Ciò che stupisce leggendo la sentenza in questione non è tanto che l’Agenzia delle Entrate abbia sentito il dovere di arrivare a chiedere sul punto una pronuncia della Cassazione (fatto di per sé – purtroppo – già significativo dell’approccio dell’Amministrazione finanziaria al rapporto fisco-contribuente), quanto la circostanza che sia la Commissione di primo grado che quella di secondo grado si siano pronunciate respingendo entrambe il ricorso del contribuente, forse, vien da dire, neppure leggendo la norma sopra ricordata!

A questo punto, a me piacerebbe sapere da qualche report ufficiale quale sia il costo che la collettività deve sopportare per ogni contenzioso tributario, spesso inutile come questo.

E parlo sia di costi diretti che di costi indiretti.

I primi sono chiaramente riferiti al costo-uomo per ora lavorata a fronte di redazione, notifica e protocollazione dell’atto poi impugnato, impugnazione del contribuente, gestione del contenzioso per l’ufficio, gestione dei ricorsi e appelli da parte delle segreterie dei giudici tributari (e della Cassazione, siamo a oltre 30 mila pronunce annue della sezione V della Corte), riunioni per le udienze, redazione delle sentenze, gestione delle relative notifiche.
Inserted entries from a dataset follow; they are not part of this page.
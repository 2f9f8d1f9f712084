//! Execution units - run tasks on blocking threads and report outcomes.

use crate::scheduler::BatchStats;
use std::any::Any;
use std::collections::VecDeque;
use std::panic::{self, AssertUnwindSafe};
use std::sync::{Arc, Mutex, PoisonError};
use taskpool_core::{Failure, Outcome, Task, TaskId};
use tokio::sync::mpsc;
use tokio_util::sync::CancellationToken;
use tracing::{debug, warn};

/// One outcome on its way to the stream.
pub(crate) type Report<O> = (TaskId, Outcome<O>);

/// Shared FIFO of tasks for the worker pool.
pub(crate) type TaskQueue<T> = Arc<Mutex<VecDeque<(TaskId, T)>>>;

/// What every execution unit of a batch needs.
///
/// Each unit owns a clone; the outcome channel closes once the coordinator
/// and every unit have dropped theirs.
pub(crate) struct UnitContext<O> {
    reports: mpsc::UnboundedSender<Report<O>>,
    stats: Arc<BatchStats>,
    cancel: CancellationToken,
}

impl<O> Clone for UnitContext<O> {
    fn clone(&self) -> Self {
        Self {
            reports: self.reports.clone(),
            stats: Arc::clone(&self.stats),
            cancel: self.cancel.clone(),
        }
    }
}

impl<O: Send + 'static> UnitContext<O> {
    pub(crate) fn new(
        reports: mpsc::UnboundedSender<Report<O>>,
        stats: Arc<BatchStats>,
        cancel: CancellationToken,
    ) -> Self {
        Self { reports, stats, cancel }
    }

    pub(crate) fn cancel_token(&self) -> &CancellationToken {
        &self.cancel
    }

    /// Run a task unless the batch is cancelled, then report its outcome.
    pub(crate) fn dispatch<T>(&self, id: TaskId, task: T)
    where
        T: Task<Output = O>,
    {
        let outcome = if self.cancel.is_cancelled() {
            debug!("Skipping task {}: batch cancelled", id);
            Outcome::Failure(Failure::cancelled())
        } else {
            run_task(id, task, &self.stats)
        };
        self.report(id, outcome);
    }

    /// Send an outcome to the stream.
    pub(crate) fn report(&self, id: TaskId, outcome: Outcome<O>) {
        if self.reports.send((id, outcome)).is_err() {
            debug!("Outcome for task {} dropped: stream closed", id);
        }
    }
}

/// Execute one task, turning a panic into an engine fault.
///
/// The task counts as active for exactly the duration of `execute`.
pub(crate) fn run_task<T: Task>(id: TaskId, task: T, stats: &Arc<BatchStats>) -> Outcome<T::Output> {
    debug!("Executing task {}", id);
    let result = {
        let _active = stats.enter();
        panic::catch_unwind(AssertUnwindSafe(|| task.execute()))
    };

    match result {
        Ok(result) => {
            let outcome = Outcome::from_result(result);
            debug!("Task {} finished: {}", id, if outcome.is_success() { "success" } else { "failure" });
            outcome
        }
        Err(payload) => {
            let message = panic_message(&*payload);
            warn!("Task {} panicked: {}", id, message);
            Outcome::Failure(Failure::engine_fault(format!("task panicked: {message}")))
        }
    }
}

/// Body of one pool worker: pop and dispatch until the queue is empty.
///
/// The queue is filled before any worker starts, so an empty queue means the
/// batch is exhausted for every worker.
pub(crate) fn pool_worker<T: Task>(worker: usize, queue: &TaskQueue<T>, unit: &UnitContext<T::Output>) {
    let mut handled = 0usize;
    loop {
        let next = queue.lock().unwrap_or_else(PoisonError::into_inner).pop_front();
        let Some((id, task)) = next else {
            break;
        };
        unit.dispatch(id, task);
        handled += 1;
    }
    debug!("Worker {} exiting after {} tasks", worker, handled);
}

fn panic_message(payload: &(dyn Any + Send)) -> String {
    if let Some(message) = payload.downcast_ref::<&str>() {
        message.to_string()
    } else if let Some(message) = payload.downcast_ref::<String>() {
        message.clone()
    } else {
        "non-string panic payload".to_string()
    }
}
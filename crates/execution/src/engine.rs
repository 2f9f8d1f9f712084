//! The executor - runs a batch of tasks under a concurrency limit.

use crate::error::{ExecutorError, Result};
use crate::outcomes::{BatchOutcomes, BatchSummary};
use crate::scheduler::{BatchStats, ConcurrencyLimit, DispatchStrategy};
use crate::stream::OutcomeStream;
use crate::worker::{pool_worker, TaskQueue, UnitContext};
use futures::StreamExt;
use std::collections::{BTreeMap, HashSet};
use std::sync::{Arc, Mutex};
use taskpool_core::{BatchId, Failure, Outcome, Task, TaskId};
use tokio::runtime::Handle;
use tokio::sync::{mpsc, Semaphore};
use tokio::task::JoinSet;
use tokio_util::sync::CancellationToken;
use tracing::{debug, info, warn};

/// Configuration for the executor.
#[derive(Debug, Clone, Default)]
pub struct ExecutorConfig {
    /// How tasks reach execution units
    pub strategy: DispatchStrategy,
}

impl ExecutorConfig {
    /// Set the dispatch strategy.
    pub fn with_strategy(mut self, strategy: DispatchStrategy) -> Self {
        self.strategy = strategy;
        self
    }
}

/// Runs batches of independent tasks with bounded concurrency.
///
/// Every batch gets its own admission slots and counters, so several batches
/// (and several executors) can run side by side. Tasks run on Tokio's
/// blocking thread pool, so the calls below must be made from inside a Tokio
/// runtime.
///
/// ```text
/// submit → admit (≤ limit active) → execute → report → all reported → return
/// ```
#[derive(Debug, Clone, Default)]
pub struct Executor {
    config: ExecutorConfig,
    shutdown: CancellationToken,
}

impl Executor {
    /// Create an executor with the default configuration.
    pub fn new() -> Self {
        Self::default()
    }

    /// Set the configuration.
    pub fn with_config(mut self, config: ExecutorConfig) -> Self {
        self.config = config;
        self
    }

    /// Get the configuration.
    pub fn config(&self) -> &ExecutorConfig {
        &self.config
    }

    /// Run a batch and wait for every outcome.
    ///
    /// Returns one outcome per task, keyed by task id. Task failures, panics
    /// and cancellations are outcomes; only invalid arguments are errors, and
    /// those are reported before anything runs.
    pub async fn submit_and_wait<T: Task>(
        &self,
        tasks: Vec<T>,
        concurrency_limit: usize,
    ) -> Result<BatchOutcomes<T::Output>> {
        let mut stream = self.submit(tasks, concurrency_limit)?;

        let mut outcomes = BTreeMap::new();
        while let Some((id, outcome)) = stream.next().await {
            outcomes.insert(id, outcome);
        }

        let summary = stream.finish().await;
        info!(
            "Batch {} finished: {} succeeded, {} failed, {} faulted, {} cancelled (peak {} active)",
            summary.batch_id,
            summary.succeeded,
            summary.failed,
            summary.faulted,
            summary.cancelled,
            summary.peak_active,
        );

        Ok(BatchOutcomes::new(outcomes, summary))
    }

    /// Start a batch and stream its outcomes as they complete.
    ///
    /// An empty batch yields an empty stream and spawns nothing.
    pub fn submit<T: Task>(
        &self,
        tasks: Vec<T>,
        concurrency_limit: usize,
    ) -> Result<OutcomeStream<T::Output>> {
        let limit = ConcurrencyLimit::new(concurrency_limit)?;
        let batch = index_batch(tasks)?;
        let runtime = if batch.is_empty() {
            None
        } else {
            Some(Handle::try_current().map_err(|_| ExecutorError::NoRuntime)?)
        };

        let strategy = self.config.strategy;
        let batch_id = BatchId::new();
        let stats = Arc::new(BatchStats::new(limit));
        let cancel = self.shutdown.child_token();
        let (reports, receiver) = mpsc::unbounded_channel();

        let mut stream = OutcomeStream::new(
            BatchSummary::new(batch_id, strategy, limit, batch.len()),
            batch.iter().map(|(id, _)| *id),
            receiver,
            Arc::clone(&stats),
            cancel.clone(),
        );

        let Some(runtime) = runtime else {
            debug!("Batch {} is empty, nothing to run", batch_id);
            return Ok(stream);
        };

        info!(
            "Starting batch {}: {} tasks, limit {}, strategy {}",
            batch_id,
            batch.len(),
            limit,
            strategy
        );

        let unit = UnitContext::new(reports, stats, cancel);
        let coordinator = match strategy {
            DispatchStrategy::Gated => runtime.spawn(run_gated(batch_id, batch, limit, unit)),
            DispatchStrategy::WorkerPool => runtime.spawn(run_pool(batch_id, batch, limit, unit)),
        };
        stream.attach(coordinator);

        Ok(stream)
    }

    /// Cancel every batch of this executor, running or future.
    ///
    /// Tasks already executing finish; the rest report `Cancelled`.
    pub fn cancel(&self) {
        info!("Executor cancelled");
        self.shutdown.cancel();
    }

    /// Whether [`Executor::cancel`] has been called.
    pub fn is_cancelled(&self) -> bool {
        self.shutdown.is_cancelled()
    }
}

/// Pair each task with its id, rejecting duplicates.
fn index_batch<T: Task>(tasks: Vec<T>) -> Result<Vec<(TaskId, T)>> {
    let mut seen = HashSet::with_capacity(tasks.len());
    tasks
        .into_iter()
        .map(|task| {
            let id = task.id();
            if seen.insert(id) {
                Ok((id, task))
            } else {
                Err(ExecutorError::DuplicateTaskId(id))
            }
        })
        .collect()
}

/// Admit tasks in submission order, one semaphore permit each.
///
/// The permit moves into the unit that runs the task and is released when
/// that unit ends, whichever way it ends.
async fn run_gated<T: Task>(
    batch_id: BatchId,
    batch: Vec<(TaskId, T)>,
    limit: ConcurrencyLimit,
    unit: UnitContext<T::Output>,
) {
    // Never more slots than tasks; also keeps huge limits under the
    // semaphore's permit ceiling.
    let slots = Arc::new(Semaphore::new(limit.effective(batch.len())));
    let mut units = JoinSet::new();
    let mut pending = batch.into_iter();

    while let Some((id, task)) = pending.next() {
        let admitted = tokio::select! {
            biased;
            _ = unit.cancel_token().cancelled() => Err(Failure::cancelled()),
            permit = Arc::clone(&slots).acquire_owned() => {
                permit.map_err(|_| Failure::engine_fault("admission slots closed"))
            }
        };

        let permit = match admitted {
            Ok(permit) => permit,
            Err(failure) => {
                debug!("Batch {} stopped admitting at task {}: {}", batch_id, id, failure);
                unit.report(id, Outcome::Failure(failure.clone()));
                for (id, _) in pending.by_ref() {
                    unit.report(id, Outcome::Failure(failure.clone()));
                }
                break;
            }
        };

        debug!("Admitted task {} ({} slots left)", id, slots.available_permits());
        let worker = unit.clone();
        units.spawn_blocking(move || {
            let _slot = permit;
            worker.dispatch(id, task);
        });
    }

    drop(unit);
    drain(batch_id, units).await;
}

/// Queue the whole batch, then start `min(limit, batch)` workers on it.
async fn run_pool<T: Task>(
    batch_id: BatchId,
    batch: Vec<(TaskId, T)>,
    limit: ConcurrencyLimit,
    unit: UnitContext<T::Output>,
) {
    let workers = limit.effective(batch.len());
    let queue: TaskQueue<T> = Arc::new(Mutex::new(batch.into()));
    let mut units = JoinSet::new();

    for worker in 0..workers {
        let queue = Arc::clone(&queue);
        let unit = unit.clone();
        units.spawn_blocking(move || pool_worker(worker, &queue, &unit));
    }
    debug!("Batch {} started {} workers", batch_id, workers);

    drop(unit);
    drain(batch_id, units).await;
}

/// Wait until every execution unit of a batch has exited.
async fn drain(batch_id: BatchId, mut units: JoinSet<()>) {
    while let Some(joined) = units.join_next().await {
        if let Err(err) = joined {
            warn!("Execution unit of batch {} exited abnormally: {}", batch_id, err);
        }
    }
    debug!("All execution units of batch {} exited", batch_id);
}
I costi indiretti riguardano da un lato tutta l’attività lavorativa sottratta ad altri compiti più importanti da parte dell’Amministrazione finanziaria, quali ad esempio quello di scovare la (vera) evasione fiscale, dall’altro l’attività dei giudici tributari, che potrebbero avere maggior tempo da dedicare allo studio e all’approfondimento delle questioni più rilevanti (e non di quelle bagatellari), e non da ultimo il costo sociale, ma con chiari riflessi economici, generato dalla persistente sfiducia dei contribuenti verso un Fisco visto sempre come nemico, perché come tale si comporta.